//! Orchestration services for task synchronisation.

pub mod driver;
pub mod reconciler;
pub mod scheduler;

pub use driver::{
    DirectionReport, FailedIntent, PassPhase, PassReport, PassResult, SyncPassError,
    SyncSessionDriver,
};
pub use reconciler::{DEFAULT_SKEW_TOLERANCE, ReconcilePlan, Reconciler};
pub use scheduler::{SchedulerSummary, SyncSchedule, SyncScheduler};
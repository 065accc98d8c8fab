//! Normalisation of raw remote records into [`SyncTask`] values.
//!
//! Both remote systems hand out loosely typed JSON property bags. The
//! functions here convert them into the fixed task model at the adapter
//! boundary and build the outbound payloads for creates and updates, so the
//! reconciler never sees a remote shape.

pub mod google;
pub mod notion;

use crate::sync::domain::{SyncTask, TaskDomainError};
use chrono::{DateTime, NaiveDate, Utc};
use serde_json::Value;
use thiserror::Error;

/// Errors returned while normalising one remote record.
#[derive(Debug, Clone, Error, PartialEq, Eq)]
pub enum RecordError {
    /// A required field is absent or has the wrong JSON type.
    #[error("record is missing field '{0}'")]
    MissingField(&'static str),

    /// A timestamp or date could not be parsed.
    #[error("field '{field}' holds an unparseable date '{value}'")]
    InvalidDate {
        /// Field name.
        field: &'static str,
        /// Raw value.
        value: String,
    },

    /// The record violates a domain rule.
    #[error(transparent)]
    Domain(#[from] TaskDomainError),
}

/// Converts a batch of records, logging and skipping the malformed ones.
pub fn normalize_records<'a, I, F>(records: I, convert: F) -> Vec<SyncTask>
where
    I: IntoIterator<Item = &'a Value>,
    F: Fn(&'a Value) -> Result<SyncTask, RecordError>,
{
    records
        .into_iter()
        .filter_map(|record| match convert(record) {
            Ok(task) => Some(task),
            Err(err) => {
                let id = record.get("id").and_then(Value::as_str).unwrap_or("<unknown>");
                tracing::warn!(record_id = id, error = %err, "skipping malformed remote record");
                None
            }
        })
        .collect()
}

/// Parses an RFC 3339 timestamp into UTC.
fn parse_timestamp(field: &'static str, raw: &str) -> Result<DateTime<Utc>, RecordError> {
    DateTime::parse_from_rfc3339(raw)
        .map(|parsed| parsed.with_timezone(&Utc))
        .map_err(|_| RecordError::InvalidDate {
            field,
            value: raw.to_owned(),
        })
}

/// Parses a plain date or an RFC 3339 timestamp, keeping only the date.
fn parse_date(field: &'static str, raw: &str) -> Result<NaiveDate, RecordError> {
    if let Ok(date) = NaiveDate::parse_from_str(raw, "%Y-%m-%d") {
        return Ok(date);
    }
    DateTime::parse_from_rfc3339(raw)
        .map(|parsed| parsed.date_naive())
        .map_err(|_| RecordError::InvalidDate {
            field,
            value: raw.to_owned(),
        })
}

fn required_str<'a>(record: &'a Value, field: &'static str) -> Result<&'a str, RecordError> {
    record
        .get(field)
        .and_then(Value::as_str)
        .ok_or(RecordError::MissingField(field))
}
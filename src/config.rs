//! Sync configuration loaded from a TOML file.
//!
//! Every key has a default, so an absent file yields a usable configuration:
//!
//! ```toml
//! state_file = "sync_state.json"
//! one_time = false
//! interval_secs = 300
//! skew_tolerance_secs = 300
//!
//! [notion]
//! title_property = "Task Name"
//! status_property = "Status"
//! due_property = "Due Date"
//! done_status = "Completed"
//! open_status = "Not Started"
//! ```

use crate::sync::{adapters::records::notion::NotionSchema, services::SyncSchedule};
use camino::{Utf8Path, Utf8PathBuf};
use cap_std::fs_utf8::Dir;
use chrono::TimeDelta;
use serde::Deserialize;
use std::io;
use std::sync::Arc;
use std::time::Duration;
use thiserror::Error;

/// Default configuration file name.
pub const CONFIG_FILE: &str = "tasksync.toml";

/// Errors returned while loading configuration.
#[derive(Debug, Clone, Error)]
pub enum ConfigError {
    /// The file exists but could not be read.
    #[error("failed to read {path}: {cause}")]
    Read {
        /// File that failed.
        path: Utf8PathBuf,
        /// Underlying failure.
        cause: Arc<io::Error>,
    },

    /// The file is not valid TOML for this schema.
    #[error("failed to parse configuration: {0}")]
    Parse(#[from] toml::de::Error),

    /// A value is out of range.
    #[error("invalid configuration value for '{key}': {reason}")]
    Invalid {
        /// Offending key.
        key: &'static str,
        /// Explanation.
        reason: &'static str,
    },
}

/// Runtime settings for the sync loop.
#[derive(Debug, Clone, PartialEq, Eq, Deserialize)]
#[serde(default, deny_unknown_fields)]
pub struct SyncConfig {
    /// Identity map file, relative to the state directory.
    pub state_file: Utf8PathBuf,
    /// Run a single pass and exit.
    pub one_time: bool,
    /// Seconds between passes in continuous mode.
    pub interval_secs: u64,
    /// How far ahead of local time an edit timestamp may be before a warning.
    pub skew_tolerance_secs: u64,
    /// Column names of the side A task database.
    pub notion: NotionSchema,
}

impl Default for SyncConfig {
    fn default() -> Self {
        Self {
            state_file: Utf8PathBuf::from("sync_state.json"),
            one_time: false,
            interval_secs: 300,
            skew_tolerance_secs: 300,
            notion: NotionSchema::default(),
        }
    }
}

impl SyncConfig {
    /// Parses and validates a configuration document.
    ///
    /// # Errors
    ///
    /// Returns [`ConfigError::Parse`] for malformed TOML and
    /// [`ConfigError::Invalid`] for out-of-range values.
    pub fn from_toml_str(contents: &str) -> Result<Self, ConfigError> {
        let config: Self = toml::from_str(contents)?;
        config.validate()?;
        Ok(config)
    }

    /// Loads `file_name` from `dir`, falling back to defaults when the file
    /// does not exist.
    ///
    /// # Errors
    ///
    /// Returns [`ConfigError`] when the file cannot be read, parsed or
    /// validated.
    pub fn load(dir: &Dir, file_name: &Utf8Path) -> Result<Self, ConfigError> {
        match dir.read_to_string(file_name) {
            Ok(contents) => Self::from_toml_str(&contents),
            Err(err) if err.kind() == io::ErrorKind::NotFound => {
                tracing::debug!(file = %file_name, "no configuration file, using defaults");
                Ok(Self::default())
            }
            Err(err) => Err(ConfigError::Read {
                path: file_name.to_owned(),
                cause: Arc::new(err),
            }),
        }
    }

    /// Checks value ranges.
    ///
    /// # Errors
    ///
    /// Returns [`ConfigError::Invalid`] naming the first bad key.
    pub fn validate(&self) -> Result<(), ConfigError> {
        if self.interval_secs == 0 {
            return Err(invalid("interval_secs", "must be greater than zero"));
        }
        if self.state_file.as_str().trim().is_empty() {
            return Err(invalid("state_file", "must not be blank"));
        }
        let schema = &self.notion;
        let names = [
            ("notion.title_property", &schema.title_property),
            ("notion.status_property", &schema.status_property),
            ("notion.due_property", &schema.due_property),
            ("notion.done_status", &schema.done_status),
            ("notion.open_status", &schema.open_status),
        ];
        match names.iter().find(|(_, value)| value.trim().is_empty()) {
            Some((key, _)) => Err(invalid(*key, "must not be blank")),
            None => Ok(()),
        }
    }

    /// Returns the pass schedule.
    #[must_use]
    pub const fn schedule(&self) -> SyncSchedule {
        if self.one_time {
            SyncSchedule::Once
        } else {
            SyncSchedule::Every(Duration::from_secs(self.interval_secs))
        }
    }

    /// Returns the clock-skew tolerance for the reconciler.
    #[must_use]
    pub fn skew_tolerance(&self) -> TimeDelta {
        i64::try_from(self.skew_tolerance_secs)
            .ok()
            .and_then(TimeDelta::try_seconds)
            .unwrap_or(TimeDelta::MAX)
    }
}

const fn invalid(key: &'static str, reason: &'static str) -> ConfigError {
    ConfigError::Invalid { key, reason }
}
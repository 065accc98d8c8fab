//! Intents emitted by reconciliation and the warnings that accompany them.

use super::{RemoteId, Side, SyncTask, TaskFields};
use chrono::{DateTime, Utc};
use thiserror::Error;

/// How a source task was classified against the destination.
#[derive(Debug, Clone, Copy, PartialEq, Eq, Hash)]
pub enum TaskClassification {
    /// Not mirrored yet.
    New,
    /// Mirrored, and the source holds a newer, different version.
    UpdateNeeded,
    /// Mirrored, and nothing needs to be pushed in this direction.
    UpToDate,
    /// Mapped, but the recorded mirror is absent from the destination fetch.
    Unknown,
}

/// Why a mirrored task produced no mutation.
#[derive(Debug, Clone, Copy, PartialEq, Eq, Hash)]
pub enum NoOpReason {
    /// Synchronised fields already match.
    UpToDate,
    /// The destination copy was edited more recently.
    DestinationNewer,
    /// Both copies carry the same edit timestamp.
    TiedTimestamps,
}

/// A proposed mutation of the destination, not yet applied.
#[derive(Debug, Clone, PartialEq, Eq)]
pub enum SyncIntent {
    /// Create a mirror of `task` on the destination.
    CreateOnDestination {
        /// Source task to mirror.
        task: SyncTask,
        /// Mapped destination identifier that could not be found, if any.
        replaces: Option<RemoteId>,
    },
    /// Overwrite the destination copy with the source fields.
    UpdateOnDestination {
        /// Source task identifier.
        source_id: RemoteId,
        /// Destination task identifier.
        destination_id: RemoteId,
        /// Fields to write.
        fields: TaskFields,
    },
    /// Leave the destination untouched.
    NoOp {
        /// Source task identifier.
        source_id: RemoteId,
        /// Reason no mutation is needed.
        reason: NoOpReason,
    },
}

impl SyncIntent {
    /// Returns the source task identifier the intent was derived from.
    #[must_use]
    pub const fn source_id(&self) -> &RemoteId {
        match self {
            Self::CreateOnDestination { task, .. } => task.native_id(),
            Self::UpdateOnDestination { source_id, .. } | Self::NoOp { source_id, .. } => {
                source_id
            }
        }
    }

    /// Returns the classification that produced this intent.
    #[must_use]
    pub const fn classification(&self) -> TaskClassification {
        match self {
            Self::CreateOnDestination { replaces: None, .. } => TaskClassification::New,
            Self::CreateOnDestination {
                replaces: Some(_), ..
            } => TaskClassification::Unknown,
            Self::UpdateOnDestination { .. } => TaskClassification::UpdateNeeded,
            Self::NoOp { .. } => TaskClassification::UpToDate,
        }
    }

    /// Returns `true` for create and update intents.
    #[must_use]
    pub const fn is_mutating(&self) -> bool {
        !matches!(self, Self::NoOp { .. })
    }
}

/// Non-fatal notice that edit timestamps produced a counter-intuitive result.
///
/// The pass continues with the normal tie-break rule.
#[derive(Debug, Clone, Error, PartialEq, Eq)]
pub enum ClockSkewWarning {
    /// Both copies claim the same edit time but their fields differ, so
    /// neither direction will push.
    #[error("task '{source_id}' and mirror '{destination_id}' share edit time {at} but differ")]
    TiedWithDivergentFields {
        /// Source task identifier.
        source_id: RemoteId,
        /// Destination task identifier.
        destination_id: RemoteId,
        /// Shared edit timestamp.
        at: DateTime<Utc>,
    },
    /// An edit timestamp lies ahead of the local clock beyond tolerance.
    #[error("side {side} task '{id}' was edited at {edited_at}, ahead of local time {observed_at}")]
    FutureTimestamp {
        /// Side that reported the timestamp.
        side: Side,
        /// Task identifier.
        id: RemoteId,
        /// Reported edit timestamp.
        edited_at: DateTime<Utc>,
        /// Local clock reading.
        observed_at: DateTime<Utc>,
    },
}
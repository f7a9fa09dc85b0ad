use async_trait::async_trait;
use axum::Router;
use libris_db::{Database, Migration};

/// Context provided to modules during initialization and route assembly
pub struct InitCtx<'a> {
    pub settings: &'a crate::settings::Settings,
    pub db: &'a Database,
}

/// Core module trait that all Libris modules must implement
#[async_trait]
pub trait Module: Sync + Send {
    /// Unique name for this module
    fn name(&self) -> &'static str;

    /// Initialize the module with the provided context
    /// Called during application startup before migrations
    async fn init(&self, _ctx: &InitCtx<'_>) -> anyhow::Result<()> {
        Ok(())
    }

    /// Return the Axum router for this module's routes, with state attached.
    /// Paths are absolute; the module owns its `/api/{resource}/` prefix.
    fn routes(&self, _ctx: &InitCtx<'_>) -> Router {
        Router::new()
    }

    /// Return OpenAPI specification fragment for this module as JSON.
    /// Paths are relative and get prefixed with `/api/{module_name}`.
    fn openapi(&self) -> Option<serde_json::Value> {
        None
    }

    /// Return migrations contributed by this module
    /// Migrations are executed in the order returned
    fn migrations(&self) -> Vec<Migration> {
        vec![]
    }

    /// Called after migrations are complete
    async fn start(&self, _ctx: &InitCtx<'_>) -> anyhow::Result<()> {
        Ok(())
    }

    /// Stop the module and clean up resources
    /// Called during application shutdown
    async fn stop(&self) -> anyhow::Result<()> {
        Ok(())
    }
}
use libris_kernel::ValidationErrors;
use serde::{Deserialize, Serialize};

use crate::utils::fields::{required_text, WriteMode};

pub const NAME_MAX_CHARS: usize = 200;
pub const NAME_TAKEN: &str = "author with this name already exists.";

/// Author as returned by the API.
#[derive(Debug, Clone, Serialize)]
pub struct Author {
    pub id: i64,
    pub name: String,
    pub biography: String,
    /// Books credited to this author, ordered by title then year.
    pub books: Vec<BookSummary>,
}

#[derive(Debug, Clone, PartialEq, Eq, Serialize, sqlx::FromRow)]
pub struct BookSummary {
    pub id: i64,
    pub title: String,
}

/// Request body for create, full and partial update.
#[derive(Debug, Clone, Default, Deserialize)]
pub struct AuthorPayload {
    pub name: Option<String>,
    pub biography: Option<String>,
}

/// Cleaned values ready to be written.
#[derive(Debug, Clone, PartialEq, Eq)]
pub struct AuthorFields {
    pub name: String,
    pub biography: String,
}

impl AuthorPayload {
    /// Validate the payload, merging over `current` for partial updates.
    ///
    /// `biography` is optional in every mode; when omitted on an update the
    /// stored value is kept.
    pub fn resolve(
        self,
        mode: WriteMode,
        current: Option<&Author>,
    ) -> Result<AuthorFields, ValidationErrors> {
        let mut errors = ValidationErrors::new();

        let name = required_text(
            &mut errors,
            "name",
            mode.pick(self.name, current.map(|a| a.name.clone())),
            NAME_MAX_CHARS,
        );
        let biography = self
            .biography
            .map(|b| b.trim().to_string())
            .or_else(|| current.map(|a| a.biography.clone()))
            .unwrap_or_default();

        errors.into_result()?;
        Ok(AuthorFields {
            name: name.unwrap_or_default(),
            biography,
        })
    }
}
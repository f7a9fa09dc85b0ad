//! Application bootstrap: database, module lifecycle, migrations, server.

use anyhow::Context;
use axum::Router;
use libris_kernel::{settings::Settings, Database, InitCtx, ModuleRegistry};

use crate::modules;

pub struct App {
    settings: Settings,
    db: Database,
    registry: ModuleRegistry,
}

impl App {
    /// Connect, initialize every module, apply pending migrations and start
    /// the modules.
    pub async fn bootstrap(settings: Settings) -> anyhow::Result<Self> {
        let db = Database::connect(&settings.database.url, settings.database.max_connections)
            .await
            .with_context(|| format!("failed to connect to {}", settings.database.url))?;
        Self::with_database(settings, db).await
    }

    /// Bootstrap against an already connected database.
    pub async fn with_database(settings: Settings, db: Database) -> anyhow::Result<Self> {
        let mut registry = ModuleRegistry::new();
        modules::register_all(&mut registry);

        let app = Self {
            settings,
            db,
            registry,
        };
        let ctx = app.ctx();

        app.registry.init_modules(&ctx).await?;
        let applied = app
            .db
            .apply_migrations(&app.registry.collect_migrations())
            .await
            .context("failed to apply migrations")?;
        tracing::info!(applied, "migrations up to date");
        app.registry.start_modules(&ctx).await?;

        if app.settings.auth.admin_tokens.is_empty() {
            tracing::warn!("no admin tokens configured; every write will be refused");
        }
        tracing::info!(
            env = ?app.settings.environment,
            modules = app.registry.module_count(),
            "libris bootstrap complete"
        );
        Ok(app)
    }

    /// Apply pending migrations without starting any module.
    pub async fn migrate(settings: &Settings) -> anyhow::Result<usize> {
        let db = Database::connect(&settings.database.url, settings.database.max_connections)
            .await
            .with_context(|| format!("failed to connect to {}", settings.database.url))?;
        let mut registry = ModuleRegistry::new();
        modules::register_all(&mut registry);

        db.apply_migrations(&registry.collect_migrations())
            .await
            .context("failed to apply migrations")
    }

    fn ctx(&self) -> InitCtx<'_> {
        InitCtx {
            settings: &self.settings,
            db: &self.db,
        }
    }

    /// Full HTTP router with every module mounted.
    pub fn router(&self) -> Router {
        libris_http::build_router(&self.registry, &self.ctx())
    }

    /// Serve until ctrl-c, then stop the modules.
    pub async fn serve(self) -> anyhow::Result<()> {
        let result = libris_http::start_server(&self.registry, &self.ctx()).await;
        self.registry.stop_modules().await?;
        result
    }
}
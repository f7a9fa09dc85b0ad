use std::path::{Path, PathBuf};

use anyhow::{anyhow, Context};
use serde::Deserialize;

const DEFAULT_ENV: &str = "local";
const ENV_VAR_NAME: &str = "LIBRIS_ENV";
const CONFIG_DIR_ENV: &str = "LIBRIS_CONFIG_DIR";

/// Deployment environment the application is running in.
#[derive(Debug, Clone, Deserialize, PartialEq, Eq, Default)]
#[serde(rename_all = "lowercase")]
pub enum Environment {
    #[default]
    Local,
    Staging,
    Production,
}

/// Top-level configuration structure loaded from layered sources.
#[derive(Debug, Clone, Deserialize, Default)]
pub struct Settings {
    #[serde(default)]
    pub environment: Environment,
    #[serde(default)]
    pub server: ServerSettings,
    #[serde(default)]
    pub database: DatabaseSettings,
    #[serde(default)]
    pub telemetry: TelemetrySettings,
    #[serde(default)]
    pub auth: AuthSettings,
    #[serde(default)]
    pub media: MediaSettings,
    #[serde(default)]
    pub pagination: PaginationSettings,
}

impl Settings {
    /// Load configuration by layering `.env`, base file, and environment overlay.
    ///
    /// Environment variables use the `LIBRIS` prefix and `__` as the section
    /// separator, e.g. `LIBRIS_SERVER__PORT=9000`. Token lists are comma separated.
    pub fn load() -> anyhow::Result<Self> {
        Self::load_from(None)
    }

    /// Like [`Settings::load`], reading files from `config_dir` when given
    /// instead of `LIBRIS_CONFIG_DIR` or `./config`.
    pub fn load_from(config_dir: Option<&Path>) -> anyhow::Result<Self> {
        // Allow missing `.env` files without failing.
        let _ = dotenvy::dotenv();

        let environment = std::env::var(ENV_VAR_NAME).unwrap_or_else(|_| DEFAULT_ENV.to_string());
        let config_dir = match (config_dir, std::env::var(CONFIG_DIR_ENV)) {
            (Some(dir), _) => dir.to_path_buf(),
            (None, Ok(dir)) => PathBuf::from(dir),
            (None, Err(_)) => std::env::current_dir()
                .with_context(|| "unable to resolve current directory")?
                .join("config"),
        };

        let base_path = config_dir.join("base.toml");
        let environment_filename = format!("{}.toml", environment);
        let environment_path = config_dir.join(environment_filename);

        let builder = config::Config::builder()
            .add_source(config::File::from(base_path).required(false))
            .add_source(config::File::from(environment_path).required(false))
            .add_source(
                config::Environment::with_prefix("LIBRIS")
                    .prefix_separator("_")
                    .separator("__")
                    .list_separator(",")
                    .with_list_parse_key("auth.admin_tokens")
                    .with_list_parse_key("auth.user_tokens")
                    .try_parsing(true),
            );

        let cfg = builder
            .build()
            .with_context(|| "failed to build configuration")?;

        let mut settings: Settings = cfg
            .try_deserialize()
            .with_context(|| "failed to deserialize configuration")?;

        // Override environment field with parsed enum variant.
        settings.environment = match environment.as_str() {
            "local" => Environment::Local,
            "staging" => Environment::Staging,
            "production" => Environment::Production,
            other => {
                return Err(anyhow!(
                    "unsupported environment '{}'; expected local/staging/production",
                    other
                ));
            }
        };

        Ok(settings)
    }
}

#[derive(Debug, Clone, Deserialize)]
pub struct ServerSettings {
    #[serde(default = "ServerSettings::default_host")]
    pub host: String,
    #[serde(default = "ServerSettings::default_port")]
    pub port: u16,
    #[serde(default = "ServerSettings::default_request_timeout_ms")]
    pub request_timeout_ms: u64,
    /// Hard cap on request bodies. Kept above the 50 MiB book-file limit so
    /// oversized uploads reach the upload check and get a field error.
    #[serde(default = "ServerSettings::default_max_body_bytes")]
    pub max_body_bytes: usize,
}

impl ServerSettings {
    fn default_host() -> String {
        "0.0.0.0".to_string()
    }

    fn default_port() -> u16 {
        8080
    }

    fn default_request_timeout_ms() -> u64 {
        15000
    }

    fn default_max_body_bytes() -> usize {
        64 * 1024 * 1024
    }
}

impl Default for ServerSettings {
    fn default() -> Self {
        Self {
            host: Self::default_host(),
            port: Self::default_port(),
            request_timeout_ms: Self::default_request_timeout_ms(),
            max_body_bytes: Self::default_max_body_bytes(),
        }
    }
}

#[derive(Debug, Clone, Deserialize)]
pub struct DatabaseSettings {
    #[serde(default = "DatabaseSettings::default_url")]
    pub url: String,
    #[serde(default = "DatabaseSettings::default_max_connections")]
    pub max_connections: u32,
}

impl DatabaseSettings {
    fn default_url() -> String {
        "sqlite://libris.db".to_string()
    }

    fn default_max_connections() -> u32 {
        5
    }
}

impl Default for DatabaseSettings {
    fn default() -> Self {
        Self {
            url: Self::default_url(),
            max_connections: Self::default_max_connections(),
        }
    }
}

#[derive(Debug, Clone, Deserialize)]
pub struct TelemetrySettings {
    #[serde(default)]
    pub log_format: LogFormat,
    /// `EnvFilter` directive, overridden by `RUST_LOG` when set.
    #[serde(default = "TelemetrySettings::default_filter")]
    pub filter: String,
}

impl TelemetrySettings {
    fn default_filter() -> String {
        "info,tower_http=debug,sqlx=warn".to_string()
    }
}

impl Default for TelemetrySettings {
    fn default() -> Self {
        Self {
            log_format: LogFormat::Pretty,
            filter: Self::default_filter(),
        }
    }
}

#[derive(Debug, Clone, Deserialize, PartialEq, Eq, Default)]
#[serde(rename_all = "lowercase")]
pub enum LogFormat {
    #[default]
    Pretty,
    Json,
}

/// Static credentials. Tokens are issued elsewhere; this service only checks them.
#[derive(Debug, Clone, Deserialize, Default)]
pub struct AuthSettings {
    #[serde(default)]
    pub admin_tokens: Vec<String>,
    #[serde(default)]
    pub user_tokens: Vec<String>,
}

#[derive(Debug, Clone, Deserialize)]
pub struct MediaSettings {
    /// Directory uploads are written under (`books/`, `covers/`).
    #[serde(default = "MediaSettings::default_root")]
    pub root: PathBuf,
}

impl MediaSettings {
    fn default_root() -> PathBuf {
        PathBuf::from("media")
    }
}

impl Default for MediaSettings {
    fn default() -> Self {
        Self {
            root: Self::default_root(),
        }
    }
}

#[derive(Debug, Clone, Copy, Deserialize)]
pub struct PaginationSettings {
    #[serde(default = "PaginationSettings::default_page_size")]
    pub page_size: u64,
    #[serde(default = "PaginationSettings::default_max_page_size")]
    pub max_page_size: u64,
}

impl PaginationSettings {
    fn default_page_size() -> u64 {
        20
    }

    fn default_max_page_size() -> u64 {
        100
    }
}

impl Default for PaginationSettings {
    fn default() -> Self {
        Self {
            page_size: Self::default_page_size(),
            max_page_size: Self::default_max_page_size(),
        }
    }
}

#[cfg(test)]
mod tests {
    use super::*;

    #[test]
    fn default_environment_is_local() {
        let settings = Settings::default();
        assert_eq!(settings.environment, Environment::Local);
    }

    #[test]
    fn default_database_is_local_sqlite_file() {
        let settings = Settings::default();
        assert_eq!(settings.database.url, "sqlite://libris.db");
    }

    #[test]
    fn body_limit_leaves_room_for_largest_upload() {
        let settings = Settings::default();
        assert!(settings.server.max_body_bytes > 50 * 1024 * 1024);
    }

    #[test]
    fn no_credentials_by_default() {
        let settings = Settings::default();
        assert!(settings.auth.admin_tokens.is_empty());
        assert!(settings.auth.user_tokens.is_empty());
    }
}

§ §

● EXERCISE OBJECTIVE
All lines in the data that contain the word "records" should be copied.

● SOLUTION FOR THIS TASK
//! Normalisation of raw remote records into [`SyncTask`] values.
/// Converts a batch of records, logging and skipping the malformed ones.
pub fn normalize_records<'a, I, F>(records: I, convert: F) -> Vec<SyncTask>
    records
use crate::sync::{adapters::records::notion::NotionSchema, services::SyncSchedule};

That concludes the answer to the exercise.